Performance¶
See also
Software performance depends on many choices: language (like Rust versus Python), framework (like FastAPI versus Django), architecture (e.g. map-reduce), networking (e.g. batch requests), etc. Many choices are costly to change at a later date (e.g. full rewrite).
Profiling¶
Use profiling to:
Identify slow dependencies, in case faster alternatives can be easily swapped in
Find major hotspots, like a loop that runs in exponential time instead of quadratic time
Find minor hotspots, if changing language, etc. is too costly
Once a hotspot is found, the solution might be to:
Call it once, via refactoring: for example, traversing JSON once for all CoVE calculations, instead of once for each calculation, in lib-cove
Call it less, via batching: for example, reducing the number of SQL queries in Django projects
Cache the results: for example, caching mergers in Kingfisher Process
Process in parallel: for example, distributing work to multiple threads, like we do with RabbitMQ
Replace it entirely: for example, using the orjson package instead of the
json
library
See also
CPU¶
cProfile is a deterministic profiler, measures functions, and lacks support for threads. For example:
cat packages.json | python -m cProfile -o code.prof ocdskit/__main__.py compile > /dev/null gprof2dot -f pstats code.prof | dot -Tpng -o output.png open output.png
py-spy is a statistical profiler, measures lines, and supports threads, subprocesses and native extensions. The
top
command can attach to a running process.pprofile is a statistical profiler (and very slow deterministic profiler), measures lines, and supports threads and PyPy.
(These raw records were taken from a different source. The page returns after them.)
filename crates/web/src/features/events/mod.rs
pub mod handlers;
pub mod routes;
mod services;
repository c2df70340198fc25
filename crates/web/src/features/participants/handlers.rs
use axum::{
    Json,
    extract::State,
    http::StatusCode,
    response::{IntoResponse, Response},
};
use storage::{
    Database,
    dto::{
        participant::{CreateParticipantRequest, ParticipantResponse, UpdateParticipantRequest},
        scoring::{GoalResponse, PenaltyCardResponse},
    },
};
use uuid::Uuid;
use validator::Validate;

use crate::error::{ExceptionDetails, WebError};
use crate::extract::{ApiJson, ApiPath};

use super::services;

#[utoipa::path(
    get,
    path = "/api/participants",
    responses(
        (status = 200, description = "List all participants", body = Vec<ParticipantResponse>)
    ),
    tag = "participants"
)]
pub async fn list_participants(State(db): State<Database>) -> Result<Response, WebError> {
    let participants = services::list_participants(db.pool()).await?;

    let response: Vec<ParticipantResponse> = participants
        .into_iter()
        .map(ParticipantResponse::from)
        .collect();

    Ok(Json(response).into_response())
}

#[utoipa::path(
    get,
    path = "/api/participants/{id}",
    params(
        ("id" = Uuid, Path, description = "Participant ID")
    ),
    responses(
        (status = 200, description = "Participant found", body = ParticipantResponse),
        (status = 404, description = "Participant not found", body = ExceptionDetails)
    ),
    tag = "participants"
)]
pub async fn get_participant(
    State(db): State<Database>,
    ApiPath(id): ApiPath<Uuid>,
) -> Result<Response, WebError> {
    let participant = services::get_participant(db.pool(), id).await?;

    Ok(Json(ParticipantResponse::from(participant)).into_response())
}

#[utoipa::path(
    post,
    path = "/api/participants",
    request_body = CreateParticipantRequest,
    responses(
        (status = 201, description = "Participant created successfully", body = ParticipantResponse),
        (status = 400, description = "Validation error", body = ExceptionDetails),
        (status = 404, description = "Team not found", body = ExceptionDetails)
    ),
    tag = "participants"
)]
pub async fn create_participant(
    State(db): State<Database>,
    ApiJson(req): ApiJson<CreateParticipantRequest>,
) -> Result<Response, WebError> {
    req.validate()?;

    let participant = services::create_participant(db.pool(), &req).await?;

    Ok((
        StatusCode::CREATED,
        Json(ParticipantResponse::from(participant)),
    )
        .into_response())
}

#[utoipa::path(
    put,
    path = "/api/participants/{id}",
    params(
        ("id" = Uuid, Path, description = "Participant ID")
    ),
    request_body = UpdateParticipantRequest,
    responses(
        (status = 200, description = "Participant updated successfully", body = ParticipantResponse),
        (status = 400, description = "Validation error", body = ExceptionDetails),
        (status = 404, description = "Participant or team not found", body = ExceptionDetails),
        (status = 422, description = "Participant is tied to matches the new team does not play", body = ExceptionDetails)
    ),
    tag = "participants"
)]
pub async fn update_participant(
    State(db): State<Database>,
    ApiPath(id): ApiPath<Uuid>,
    ApiJson(req): ApiJson<UpdateParticipantRequest>,
) -> Result<Response, WebError> {
    req.validate()?;

    let updated = services::update_participant(db.pool(), id, &req).await?;

    Ok(Json(ParticipantResponse::from(updated)).into_response())
}

#[utoipa::path(
    delete,
    path = "/api/participants/{id}",
    params(
        ("id" = Uuid, Path, description = "Participant ID")
    ),
    responses(
        (status = 204, description = "Participant deleted successfully"),
        (status = 404, description = "Participant not found", body = ExceptionDetails),
        (status = 409, description = "Participant still owns goals or penalty cards", body = ExceptionDetails)
    ),
    tag = "participants"
)]
pub async fn delete_participant(
    State(db): State<Database>,
    ApiPath(id): ApiPath<Uuid>,
) -> Result<Response, WebError> {
    services::delete_participant(db.pool(), id).await?;

    Ok(StatusCode::NO_CONTENT.into_response())
}

#[utoipa::path(
    get,
    path = "/api/participants/{id}/goals",
    params(
        ("id" = Uuid, Path, description = "Participant ID")
    ),
    responses(
        (status = 200, description = "Goals scored by the participant", body = Vec<GoalResponse>),
        (status = 404, description = "Participant not found", body = ExceptionDetails)
    ),
    tag = "participants"
)]
pub async fn list_participant_goals(
    State(db): State<Database>,
    ApiPath(id): ApiPath<Uuid>,
) -> Result<Response, WebError> {
    let goals = services::list_participant_goals(db.pool(), id).await?;

    let response: Vec<GoalResponse> = goals.into_iter().map(GoalResponse::from).collect();

    Ok(Json(response).into_response())
}

#[utoipa::path(
    get,
    path = "/api/participants/{id}/cards",
    params(
        ("id" = Uuid, Path, description = "Participant ID")
    ),
    responses(
        (status = 200, description = "Penalty cards received by the participant", body = Vec<PenaltyCardResponse>),
        (status = 404, description = "Participant not found", body = ExceptionDetails)
    ),
    tag = "participants"
)]
pub async fn list_participant_cards(
    State(db): State<Database>,
    ApiPath(id): ApiPath<Uuid>,
) -> Result<Response, WebError> {
    let cards = services::list_participant_cards(db.pool(), id).await?;

    let response: Vec<PenaltyCardResponse> =
        cards.into_iter().map(PenaltyCardResponse::from).collect();

    Ok(Json(response).into_response())
}
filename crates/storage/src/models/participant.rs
use serde::{Deserialize, Serialize};
use sqlx::FromRow;
use utoipa::ToSchema;
use uuid::Uuid;

#[derive(Debug, Clone, Serialize, Deserialize, FromRow, ToSchema)]
pub struct Participant {
    pub participant_id: Uuid,
    pub name: String,
    /// School class identifier, e.g. `3-53`
    pub class_code: String,
    pub team_id: Uuid,
    pub created_at: chrono::NaiveDateTime,
}
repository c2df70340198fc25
//! Extractors whose rejections render as [`WebError`] bodies.

use axum::extract::{FromRequest, FromRequestParts};

use crate::error::WebError;

#[derive(FromRequest)]
#[from_request(via(axum::Json), rejection(WebError))]
pub struct ApiJson<T>(pub T);

#[derive(FromRequestParts)]
#[from_request(via(axum::extract::Path), rejection(WebError))]
pub struct ApiPath<T>(pub T);

#[derive(FromRequestParts)]
#[from_request(via(axum::extract::Query), rejection(WebError))]
pub struct ApiQuery<T>(pub T);
use serde::{Deserialize, Serialize};
use sqlx::FromRow;
use utoipa::ToSchema;
use uuid::Uuid;

/// A scoring action. Never updated after insert.
#[derive(Debug, Clone, Serialize, Deserialize, FromRow, ToSchema)]
pub struct Goal {
    pub goal_id: Uuid,
    pub match_id: Uuid,
    pub participant_id: Uuid,
    /// Team of the scorer at the time of the goal
    pub team_id: Uuid,
    pub scored_at: chrono::NaiveDateTime,
}
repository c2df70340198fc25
use sqlx::PgPool;
use uuid::Uuid;

use crate::dto::event::{CreateSportEventRequest, UpdateSportEventRequest};
use crate::error::{Result, StorageError};
use crate::models::SportEvent;

const EVENT_COLUMNS: &str = "event_id, sport, modality, total_matches, first_place_team_id, \
     second_place_team_id, third_place_team_id, status, created_at";

/// Repository for SportEvent database operations
pub struct SportEventRepository<'a> {
    pool: &'a PgPool,
}

impl<'a> SportEventRepository<'a> {
    pub fn new(pool: &'a PgPool) -> Self {
        Self { pool }
    }

    pub async fn list(&self) -> Result<Vec<SportEvent>> {
        let events = sqlx::query_as::<_, SportEvent>(&format!(
            "SELECT {EVENT_COLUMNS} FROM sport_events ORDER BY created_at DESC"
        ))
        .fetch_all(self.pool)
        .await?;

        Ok(events)
    }

    pub async fn find_by_id(&self, id: Uuid) -> Result<SportEvent> {
        let event = sqlx::query_as::<_, SportEvent>(&format!(
            "SELECT {EVENT_COLUMNS} FROM sport_events WHERE event_id = $1"
        ))
        .bind(id)
        .fetch_optional(self.pool)
        .await?
        .ok_or_else(|| StorageError::not_found("Sport event", id))?;

        Ok(event)
    }

    pub async fn create(&self, req: &CreateSportEventRequest) -> Result<SportEvent> {
        let event = sqlx::query_as::<_, SportEvent>(&format!(
            "INSERT INTO sport_events (sport, modality, total_matches, first_place_team_id, \
                                       second_place_team_id, third_place_team_id, status) \
             VALUES ($1, $2, $3, $4, $5, $6, $7) \
             RETURNING {EVENT_COLUMNS}"
        ))
        .bind(req.sport)
        .bind(req.modality)
        .bind(req.total_matches.unwrap_or(0))
        .bind(req.first_place_team_id)
        .bind(req.second_place_team_id)
        .bind(req.third_place_team_id)
        .bind(req.status)
        .fetch_one(self.pool)
        .await
        .map_err(|e| StorageError::from(e).on_constraint("Placement team does not exist"))?;

        Ok(event)
    }

    pub async fn update(
        &self,
        existing: &SportEvent,
        req: &UpdateSportEventRequest,
    ) -> Result<SportEvent> {
        let modality = req.modality.unwrap_or(existing.modality);
        let total_matches = req.total_matches.unwrap_or(existing.total_matches);
        let first = req.first_place_team_id.or(existing.first_place_team_id);
        let second = req.second_place_team_id.or(existing.second_place_team_id);
        let third = req.third_place_team_id.or(existing.third_place_team_id);
        let status = req.status.unwrap_or(existing.status);

        let event = sqlx::query_as::<_, SportEvent>(&format!(
            "UPDATE sport_events \
             SET modality = $2, total_matches = $3, first_place_team_id = $4, \
                 second_place_team_id = $5, third_place_team_id = $6, status = $7 \
             WHERE event_id = $1 \
             RETURNING {EVENT_COLUMNS}"
        ))
        .bind(existing.event_id)
        .bind(modality)
        .bind(total_matches)
        .bind(first)
        .bind(second)
        .bind(third)
        .bind(status)
        .fetch_optional(self.pool)
        .await
        .map_err(|e| StorageError::from(e).on_constraint("Placement team does not exist"))?
        .ok_or_else(|| StorageError::not_found("Sport event", existing.event_id))?;

        Ok(event)
    }

    /// Delete an event; its matches stay and lose the event reference
    pub async fn delete(&self, id: Uuid) -> Result<()> {
        let result = sqlx::query("DELETE FROM sport_events WHERE event_id = $1")
            .bind(id)
            .execute(self.pool)
            .await?;

        if result.rows_affected() == 0 {
            return Err(StorageError::not_found("Sport event", id));
        }

        Ok(())
    }
}
use chrono::NaiveDateTime;
use sqlx::PgPool;
use uuid::Uuid;

use crate::error::{Result, StorageError};
use crate::models::{CardColor, PenaltyCard};

/// Repository for PenaltyCard database operations
pub struct PenaltyCardRepository<'a> {
    pool: &'a PgPool,
}

impl<'a> PenaltyCardRepository<'a> {
    pub fn new(pool: &'a PgPool) -> Self {
        Self { pool }
    }

    pub async fn find_by_id(&self, id: Uuid) -> Result<PenaltyCard> {
        let card = sqlx::query_as::<_, PenaltyCard>(
            r#"
            SELECT card_id, match_id, participant_id, team_id, color, issued_at
            FROM penalty_cards
            WHERE card_id = $1
            "#,
        )
        .bind(id)
        .fetch_optional(self.pool)
        .await?
        .ok_or_else(|| StorageError::not_found("Penalty card", id))?;

        Ok(card)
    }

    pub async fn list_by_match(&self, match_id: Uuid) -> Result<Vec<PenaltyCard>> {
        let cards = sqlx::query_as::<_, PenaltyCard>(
            r#"
            SELECT card_id, match_id, participant_id, team_id, color, issued_at
            FROM penalty_cards
            WHERE match_id = $1
            ORDER BY issued_at ASC
            "#,
        )
        .bind(match_id)
        .fetch_all(self.pool)
        .await?;

        Ok(cards)
    }

    pub async fn list_by_participant(&self, participant_id: Uuid) -> Result<Vec<PenaltyCard>> {
        let cards = sqlx::query_as::<_, PenaltyCard>(
            r#"
            SELECT card_id, match_id, participant_id, team_id, color, issued_at
            FROM penalty_cards
            WHERE participant_id = $1
            ORDER BY issued_at ASC
            "#,
        )
        .bind(participant_id)
        .fetch_all(self.pool)
        .await?;

        Ok(cards)
    }

    pub async fn insert(
        &self,
        match_id: Uuid,
        participant_id: Uuid,
        team_id: Uuid,
        color: CardColor,
        issued_at: NaiveDateTime,
    ) -> Result<PenaltyCard> {
        let card = sqlx::query_as::<_, PenaltyCard>(
            r#"
            INSERT INTO penalty_cards (match_id, participant_id, team_id, color, issued_at)
            VALUES ($1, $2, $3, $4, $5)
            RETURNING card_id, match_id, participant_id, team_id, color, issued_at
            "#,
        )
        .bind(match_id)
        .bind(participant_id)
        .bind(team_id)
        .bind(color)
        .bind(issued_at)
        .fetch_one(self.pool)
        .await
        .map_err(|e| StorageError::from(e).on_constraint("Match or participant no longer exists"))?;

        Ok(card)
    }
}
vmprof is a statistic profiler, measures functions or lines, and supports threads and PyPy (and is aware of JIT).
timeit is a deterministic profiler for code snippets.
Other profilers
yappi is a deterministic profiler, measures functions, supports threads and async, and has wall and CPU clocks.
pyinstrument is a statistical profiler, measures functions, and supports async but not threads.
line-profiler is a deterministic profiler, measures lines, requires decorators, and lacks support for threads.
Memory¶
Tip
When profiling a Django project, ensure DEBUG = False
: for example, by running env DJANGO_ENV=production
.
Memory profilers have two use cases: reduce memory consumption (like in data processing) and fix memory leaks (like in long-running processes). Tools for reducing memory consumption typically measure peaks and draw flamegraphs; that said, they also can be used for memory leaks, by generating work that leaks memory.
When evaluating memory usage in production, remember the differences between heap memory and resident memory. In particular, resident memory is not freed immediately.
memray to diagnose peak memory, using attach for a running process, including live reporting
filprofiler to diagnose peak memory
Optimizations¶
Set __slots__ on classes or slots=True on dataclasses that are instantiated frequently.
“The space saved over using __dict__ can be significant. Attribute lookup speed can be significantly improved as well.”